# DATA IN THIS EXERCISE
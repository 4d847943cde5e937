//! Production interpreters for the sandwich and pizza languages.

use crate::ingredient::{Ingredient, PizzaSize};
use crate::pizza::{Dough, Pizza, PizzaInterpreter};
use crate::sandwich::{Sandwich, SandwichBody, SandwichInterpreter};
use hfm_engine::InterpreterFailure;
use parking_lot::Mutex;
use tracing::{debug, info};

/// Default limit of components per sandwich.
pub const DEFAULT_MAX_COMPONENTS: usize = 12;

/// Default limit of toppings per pizza.
pub const DEFAULT_MAX_TOPPINGS: usize = 8;

/// Sandwich station with a height limit.
#[derive(Debug, Clone)]
pub struct SandwichStation {
    max_components: usize,
}

impl Default for SandwichStation {
    fn default() -> Self {
        Self {
            max_components: DEFAULT_MAX_COMPONENTS,
        }
    }
}

impl SandwichStation {
    #[must_use]
    pub fn new() -> Self {
        Self::default()
    }

    /// Refuse sandwiches taller than `max` components.
    #[must_use]
    pub fn with_max_components(mut self, max: usize) -> Self {
        self.max_components = max;
        self
    }
}

impl SandwichInterpreter for SandwichStation {
    fn start_new_sandwich(&self) -> Result<SandwichBody, InterpreterFailure> {
        debug!("sandwich started");
        Ok(SandwichBody::default())
    }

    fn add_component(
        &self,
        component: Ingredient,
        mut body: SandwichBody,
    ) -> Result<SandwichBody, InterpreterFailure> {
        if body.components.len() >= self.max_components {
            return Err(InterpreterFailure::rejected(format!(
                "sandwich already has {} components",
                self.max_components
            )));
        }
        debug!(component = %component, "component added");
        body.components.push(component);
        Ok(body)
    }

    fn finish_sandwich(&self, body: SandwichBody) -> Result<Sandwich, InterpreterFailure> {
        if body.components.is_empty() {
            return Err(InterpreterFailure::rejected("nothing between the bread"));
        }
        info!(components = body.components.len(), "sandwich finished");
        Ok(Sandwich {
            components: body.components,
        })
    }
}

/// A named pizza maker's oven.
///
/// With a dough stock set, each `PrepareDough` uses one portion; once the
/// stock is gone the maker reports [`InterpreterFailure::Unavailable`],
/// a recoverable failure.
#[derive(Debug)]
pub struct PizzaOven {
    maker: String,
    max_toppings: usize,
    dough_stock: Mutex<Option<u32>>,
}

impl PizzaOven {
    /// Oven of the maker called `maker`, with unlimited dough.
    #[must_use]
    pub fn new(maker: impl Into<String>) -> Self {
        Self {
            maker: maker.into(),
            max_toppings: DEFAULT_MAX_TOPPINGS,
            dough_stock: Mutex::new(None),
        }
    }

    /// Limits the number of doughs this oven can prepare.
    #[must_use]
    pub fn with_dough_stock(self, portions: u32) -> Self {
        *self.dough_stock.lock() = Some(portions);
        self
    }

    /// Maker name.
    #[must_use]
    pub fn maker(&self) -> &str {
        &self.maker
    }

    /// Remaining dough portions; `None` is unlimited.
    #[must_use]
    pub fn dough_left(&self) -> Option<u32> {
        *self.dough_stock.lock()
    }
}

impl PizzaInterpreter for PizzaOven {
    fn prepare_dough(&self, size: PizzaSize) -> Result<Dough, InterpreterFailure> {
        let mut stock = self.dough_stock.lock();
        if let Some(left) = stock.as_mut() {
            if *left == 0 {
                return Err(InterpreterFailure::unavailable(format!(
                    "{} is out of dough",
                    self.maker
                )));
            }
            *left -= 1;
        }
        debug!(maker = %self.maker, size = %size, "dough prepared");
        Ok(Dough {
            size,
            toppings: Vec::new(),
        })
    }

    fn add_topping(
        &self,
        topping: Ingredient,
        mut dough: Dough,
    ) -> Result<Dough, InterpreterFailure> {
        if dough.toppings.len() >= self.max_toppings {
            return Err(InterpreterFailure::rejected(format!(
                "more than {} toppings",
                self.max_toppings
            )));
        }
        debug!(maker = %self.maker, topping = %topping, "topping added");
        dough.toppings.push(topping);
        Ok(dough)
    }

    fn bake(&self, dough: Dough, minutes: u32) -> Result<Pizza, InterpreterFailure> {
        info!(maker = %self.maker, size = %dough.size, minutes, "pizza baked");
        Ok(Pizza {
            size: dough.size,
            toppings: dough.toppings,
            baked_minutes: minutes,
            maker: self.maker.clone(),
        })
    }
}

# TO DO
Repeat the listing above word for word, with no line missing.

# FINISHED EXERCISE
repository 4d847943cde5e937
//! Production interpreters for the sandwich and pizza languages.

use crate::ingredient::{Ingredient, PizzaSize};
use crate::pizza::{Dough, Pizza, PizzaInterpreter};
use crate::sandwich::{Sandwich, SandwichBody, SandwichInterpreter};
use hfm_engine::InterpreterFailure;
use parking_lot::Mutex;
use tracing::{debug, info};

/// Default limit of components per sandwich.
pub const DEFAULT_MAX_COMPONENTS: usize = 12;

/// Default limit of toppings per pizza.
pub const DEFAULT_MAX_TOPPINGS: usize = 8;

/// Sandwich station with a height limit.
#[derive(Debug, Clone)]
pub struct SandwichStation {
    max_components: usize,
}

impl Default for SandwichStation {
    fn default() -> Self {
        Self {
            max_components: DEFAULT_MAX_COMPONENTS,
        }
    }
}

impl SandwichStation {
    #[must_use]
    pub fn new() -> Self {
        Self::default()
    }

    /// Refuse sandwiches taller than `max` components.
    #[must_use]
    pub fn with_max_components(mut self, max: usize) -> Self {
        self.max_components = max;
        self
    }
}

impl SandwichInterpreter for SandwichStation {
    fn start_new_sandwich(&self) -> Result<SandwichBody, InterpreterFailure> {
        debug!("sandwich started");
        Ok(SandwichBody::default())
    }

    fn add_component(
        &self,
        component: Ingredient,
        mut body: SandwichBody,
    ) -> Result<SandwichBody, InterpreterFailure> {
        if body.components.len() >= self.max_components {
            return Err(InterpreterFailure::rejected(format!(
                "sandwich already has {} components",
                self.max_components
            )));
        }
        debug!(component = %component, "component added");
        body.components.push(component);
        Ok(body)
    }

    fn finish_sandwich(&self, body: SandwichBody) -> Result<Sandwich, InterpreterFailure> {
        if body.components.is_empty() {
            return Err(InterpreterFailure::rejected("nothing between the bread"));
        }
        info!(components = body.components.len(), "sandwich finished");
        Ok(Sandwich {
            components: body.components,
        })
    }
}

/// A named pizza maker's oven.
///
/// With a dough stock set, each `PrepareDough` uses one portion; once the
/// stock is gone the maker reports [`InterpreterFailure::Unavailable`],
/// a recoverable failure.
#[derive(Debug)]
pub struct PizzaOven {
    maker: String,
    max_toppings: usize,
    dough_stock: Mutex<Option<u32>>,
}

impl PizzaOven {
    /// Oven of the maker called `maker`, with unlimited dough.
    #[must_use]
    pub fn new(maker: impl Into<String>) -> Self {
        Self {
            maker: maker.into(),
            max_toppings: DEFAULT_MAX_TOPPINGS,
            dough_stock: Mutex::new(None),
        }
    }

    /// Limits the number of doughs this oven can prepare.
    #[must_use]
    pub fn with_dough_stock(self, portions: u32) -> Self {
        *self.dough_stock.lock() = Some(portions);
        self
    }

    /// Maker name.
    #[must_use]
    pub fn maker(&self) -> &str {
        &self.maker
    }

    /// Remaining dough portions; `None` is unlimited.
    #[must_use]
    pub fn dough_left(&self) -> Option<u32> {
        *self.dough_stock.lock()
    }
}

impl PizzaInterpreter for PizzaOven {
    fn prepare_dough(&self, size: PizzaSize) -> Result<Dough, InterpreterFailure> {
        let mut stock = self.dough_stock.lock();
        if let Some(left) = stock.as_mut() {
            if *left == 0 {
                return Err(InterpreterFailure::unavailable(format!(
                    "{} is out of dough",
                    self.maker
                )));
            }
            *left -= 1;
        }
        debug!(maker = %self.maker, size = %size, "dough prepared");
        Ok(Dough {
            size,
            toppings: Vec::new(),
        })
    }

    fn add_topping(
        &self,
        topping: Ingredient,
        mut dough: Dough,
    ) -> Result<Dough, InterpreterFailure> {
        if dough.toppings.len() >= self.max_toppings {
            return Err(InterpreterFailure::rejected(format!(
                "more than {} toppings",
                self.max_toppings
            )));
        }
        debug!(maker = %self.maker, topping = %topping, "topping added");
        dough.toppings.push(topping);
        Ok(dough)
    }

    fn bake(&self, dough: Dough, minutes: u32) -> Result<Pizza, InterpreterFailure> {
        info!(maker = %self.maker, size = %dough.size, minutes, "pizza baked");
        Ok(Pizza {
            size: dough.size,
            toppings: dough.toppings,
            baked_minutes: minutes,
            maker: self.maker.clone(),
        })
    }
}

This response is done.